Start of Source material

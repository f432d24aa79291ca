use std::collections::VecDeque;
use std::f64::consts::PI;
use std::thread;
use std::time::{Duration, SystemTime, UNIX_EPOCH};

use rand::{rngs::StdRng, Rng, SeedableRng};

use crate::error::MonitorError;
use crate::stream::trace::{StreamEvent, TraceEvent};

/// The external streaming client seam. Implementations own the wire protocol;
/// the core only sees decoded events. `Ok(None)` ends the client loop.
pub trait TraceSource {
    fn next_event(&mut self) -> Result<Option<StreamEvent>, MonitorError>;
}

/// In-memory source useful for tests and deterministic playback.
pub struct ManualSource {
    queue: VecDeque<StreamEvent>,
}

impl ManualSource {
    pub fn new(events: impl IntoIterator<Item = StreamEvent>) -> Self {
        Self {
            queue: events.into_iter().collect(),
        }
    }
}

impl TraceSource for ManualSource {
    fn next_event(&mut self) -> Result<Option<StreamEvent>, MonitorError> {
        Ok(self.queue.pop_front())
    }
}

struct SynthChannel {
    id: String,
    freq_hz: f64,
    phase: f64,
    amp: f64,
    next_start: SystemTime,
}

/// Stand-in for the external SeedLink client: paced sine-plus-noise batches
/// per subscribed channel, seeded with a backfill span so the first frames
/// already have history to window. Rare large spikes exercise the alert path.
pub struct SyntheticSource {
    channels: Vec<SynthChannel>,
    sample_rate_hz: f64,
    batch: usize,
    rng: StdRng,
    cursor: usize,
    announced: bool,
}

impl SyntheticSource {
    pub fn new(ids: &[String], sample_rate_hz: f64, backfill: Duration) -> Self {
        let seed_start = SystemTime::now() - backfill;
        let channels = ids
            .iter()
            .enumerate()
            .map(|(index, id)| SynthChannel {
                id: id.clone(),
                freq_hz: 0.6 + index as f64 * 0.35,
                phase: index as f64 * 0.8,
                amp: 1_800.0,
                next_start: seed_start,
            })
            .collect();
        Self {
            channels,
            sample_rate_hz,
            batch: ((sample_rate_hz * 0.25).ceil() as usize).max(1),
            rng: StdRng::from_entropy(),
            cursor: 0,
            announced: false,
        }
    }

    fn pending_samples(&self, index: usize) -> usize {
        let waiting = SystemTime::now()
            .duration_since(self.channels[index].next_start)
            .unwrap_or_default();
        (waiting.as_secs_f64() * self.sample_rate_hz) as usize
    }

    fn emit(&mut self, index: usize, count: usize) -> TraceEvent {
        let (freq_hz, phase, amp, start) = {
            let channel = &self.channels[index];
            (channel.freq_hz, channel.phase, channel.amp, channel.next_start)
        };
        let epoch = start
            .duration_since(UNIX_EPOCH)
            .unwrap_or_default()
            .as_secs_f64();
        let mut samples = Vec::with_capacity(count);
        for k in 0..count {
            let t = epoch + k as f64 / self.sample_rate_hz;
            let base = (2.0 * PI * freq_hz * t + phase).sin() * amp;
            let noise = self.rng.gen_range(-amp * 0.15..amp * 0.15);
            let spike = if self.rng.gen_bool(1.0 / 50_000.0) {
                amp * 30.0
            } else {
                0.0
            };
            samples.push(base + noise + spike);
        }
        let channel = &mut self.channels[index];
        channel.next_start = start + Duration::from_secs_f64(count as f64 / self.sample_rate_hz);
        TraceEvent {
            channel: channel.id.clone(),
            start,
            sample_rate_hz: self.sample_rate_hz,
            samples,
        }
    }
}

impl TraceSource for SyntheticSource {
    fn next_event(&mut self) -> Result<Option<StreamEvent>, MonitorError> {
        if self.channels.is_empty() {
            return Ok(None);
        }
        if !self.announced {
            self.announced = true;
            return Ok(Some(StreamEvent::Info(format!(
                "synthetic feed: {} channels at {} Hz",
                self.channels.len(),
                self.sample_rate_hz
            ))));
        }
        loop {
            for _ in 0..self.channels.len() {
                let index = self.cursor;
                self.cursor = (self.cursor + 1) % self.channels.len();
                let pending = self.pending_samples(index);
                if pending >= self.batch {
                    // Backfill drains in large chunks, live data in small ones.
                    let count = pending.min(2_048);
                    return Ok(Some(StreamEvent::Trace(self.emit(index, count))));
                }
            }
            thread::sleep(Duration::from_millis(50));
        }
    }
}
use std::collections::VecDeque;
use std::sync::mpsc::{Receiver, Sender, TryRecvError};
use std::sync::Arc;
use std::thread::{self, JoinHandle};
use std::time::{Duration, Instant};

use crate::capture;
use crate::config::MonitorConfig;
use crate::stream::alert::{AlertManager, AlertOutcome, AlertState, Notify};
use crate::stream::baseline::{window_mean, BaselineTracker};
use crate::stream::buffer::{BufferStore, ChannelSnapshot};
use crate::stream::window::render_window;
use crate::types::{ChannelPane, FrameView, GuiCommand, MonitorMessage};

/// Vertical distance between stacked traces in the plot.
const ROW_SPACING: f64 = 150.0;

/// Commands drained per frame before rendering resumes.
const COMMAND_DRAIN_LIMIT: usize = 16;

/// Frames-per-second over a sliding one second window.
struct FpsCounter {
    frames: VecDeque<Instant>,
}

impl FpsCounter {
    fn new() -> Self {
        Self {
            frames: VecDeque::new(),
        }
    }

    fn tick(&mut self, now: Instant) -> f64 {
        self.frames.push_back(now);
        while let Some(front) = self.frames.front() {
            if now.duration_since(*front) > Duration::from_secs(1) {
                self.frames.pop_front();
            } else {
                break;
            }
        }
        self.frames.len() as f64
    }
}

/// Runs the render/alert loop on its own thread at the configured frame
/// rate. The GUI stays a thin presenter on the other end of the channel.
pub fn spawn_thread(
    config: MonitorConfig,
    store: Arc<BufferStore>,
    notifier: Arc<dyn Notify + Send + Sync>,
    tx: Sender<MonitorMessage>,
    rx_cmd: Receiver<GuiCommand>,
) -> JoinHandle<()> {
    thread::spawn(move || run_loop(config, store, notifier, tx, rx_cmd))
}

fn run_loop(
    config: MonitorConfig,
    store: Arc<BufferStore>,
    notifier: Arc<dyn Notify + Send + Sync>,
    tx: Sender<MonitorMessage>,
    rx_cmd: Receiver<GuiCommand>,
) {
    let alerts = AlertManager::new(config.alert_threshold, config.cooldown());
    let mut baselines = BaselineTracker::new();
    let mut state = AlertState::new();
    let mut fps = FpsCounter::new();
    let mut show_fps = false;
    loop {
        let frame_start = Instant::now();
        for _ in 0..COMMAND_DRAIN_LIMIT {
            match rx_cmd.try_recv() {
                Ok(GuiCommand::Quit) => {
                    log::info!("scheduler stopping on quit");
                    return;
                }
                Ok(GuiCommand::ToggleFps) => show_fps = !show_fps,
                Err(TryRecvError::Empty) => break,
                Err(TryRecvError::Disconnected) => {
                    log::info!("gui command channel closed, scheduler stopping");
                    return;
                }
            }
        }
        let snapshots = match store.snapshot() {
            Ok(snapshots) => snapshots,
            Err(err) => {
                log::error!("snapshot failed: {err}");
                return;
            }
        };
        let (panes, notices) = evaluate_frame(
            &config,
            &snapshots,
            &mut baselines,
            &alerts,
            &mut state,
            Instant::now(),
            notifier.as_ref(),
        );
        let rate = fps.tick(frame_start);
        let view = FrameView {
            panes,
            fps: show_fps.then_some(rate),
        };
        for notice in notices {
            let _ = tx.send(MonitorMessage::Log(notice));
        }
        if state.take_capture_request() {
            match capture::save_frame_png(&view) {
                Ok(name) => {
                    let _ = tx.send(MonitorMessage::Log(format!("capture saved: {name}")));
                }
                Err(err) => log::warn!("capture failed: {err}"),
            }
        }
        if tx.send(MonitorMessage::Frame(view)).is_err() {
            log::info!("gui disconnected, scheduler stopping");
            return;
        }
        // Fixed cadence without catch-up: a slow frame just starts the next
        // one immediately.
        if let Some(remaining) = config.frame_budget().checked_sub(frame_start.elapsed()) {
            thread::sleep(remaining);
        }
    }
}

/// One frame of the pipeline: window each channel, judge it against the
/// prior frame's baseline, then advance the baseline. Channels whose window
/// is still empty are left out of the view.
pub(crate) fn evaluate_frame(
    config: &MonitorConfig,
    snapshots: &[ChannelSnapshot],
    baselines: &mut BaselineTracker,
    alerts: &AlertManager,
    state: &mut AlertState,
    now: Instant,
    notifier: &dyn Notify,
) -> (Vec<ChannelPane>, Vec<String>) {
    let mut panes = Vec::with_capacity(snapshots.len());
    let mut notices = Vec::new();
    for snapshot in snapshots {
        let window = render_window(&snapshot.samples, config.divisor_for(&snapshot.channel));
        if window.is_empty() {
            continue;
        }
        let label = config.label_for(&snapshot.channel);
        let prior = baselines.get(&snapshot.channel);
        let outcome = alerts.evaluate(
            &snapshot.channel,
            label,
            &window,
            prior,
            state,
            now,
            notifier,
        );
        if outcome == AlertOutcome::Notified {
            notices.push(crate::stream::alert::breach_message(
                &snapshot.channel,
                label,
            ));
        }
        baselines.update(&snapshot.channel, window_mean(&window));
        panes.push(ChannelPane {
            channel: snapshot.channel.clone(),
            label: label.map(str::to_string),
            row_offset: panes.len() as f64 * ROW_SPACING,
            samples: window,
        });
    }
    (panes, notices)
}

End of Source material

### Instructions to follow
Starting with the line with "self.announced = true;" above and going on through the line with "let pending = self.pending_samples(index);", transcribe every line exactly, both ends included, and add nothing.

### Answer for the task
            self.announced = true;
            return Ok(Some(StreamEvent::Info(format!(
                "synthetic feed: {} channels at {} Hz",
                self.channels.len(),
                self.sample_rate_hz
            ))));
        }
        loop {
            for _ in 0..self.channels.len() {
                let index = self.cursor;
                self.cursor = (self.cursor + 1) % self.channels.len();
                let pending = self.pending_samples(index);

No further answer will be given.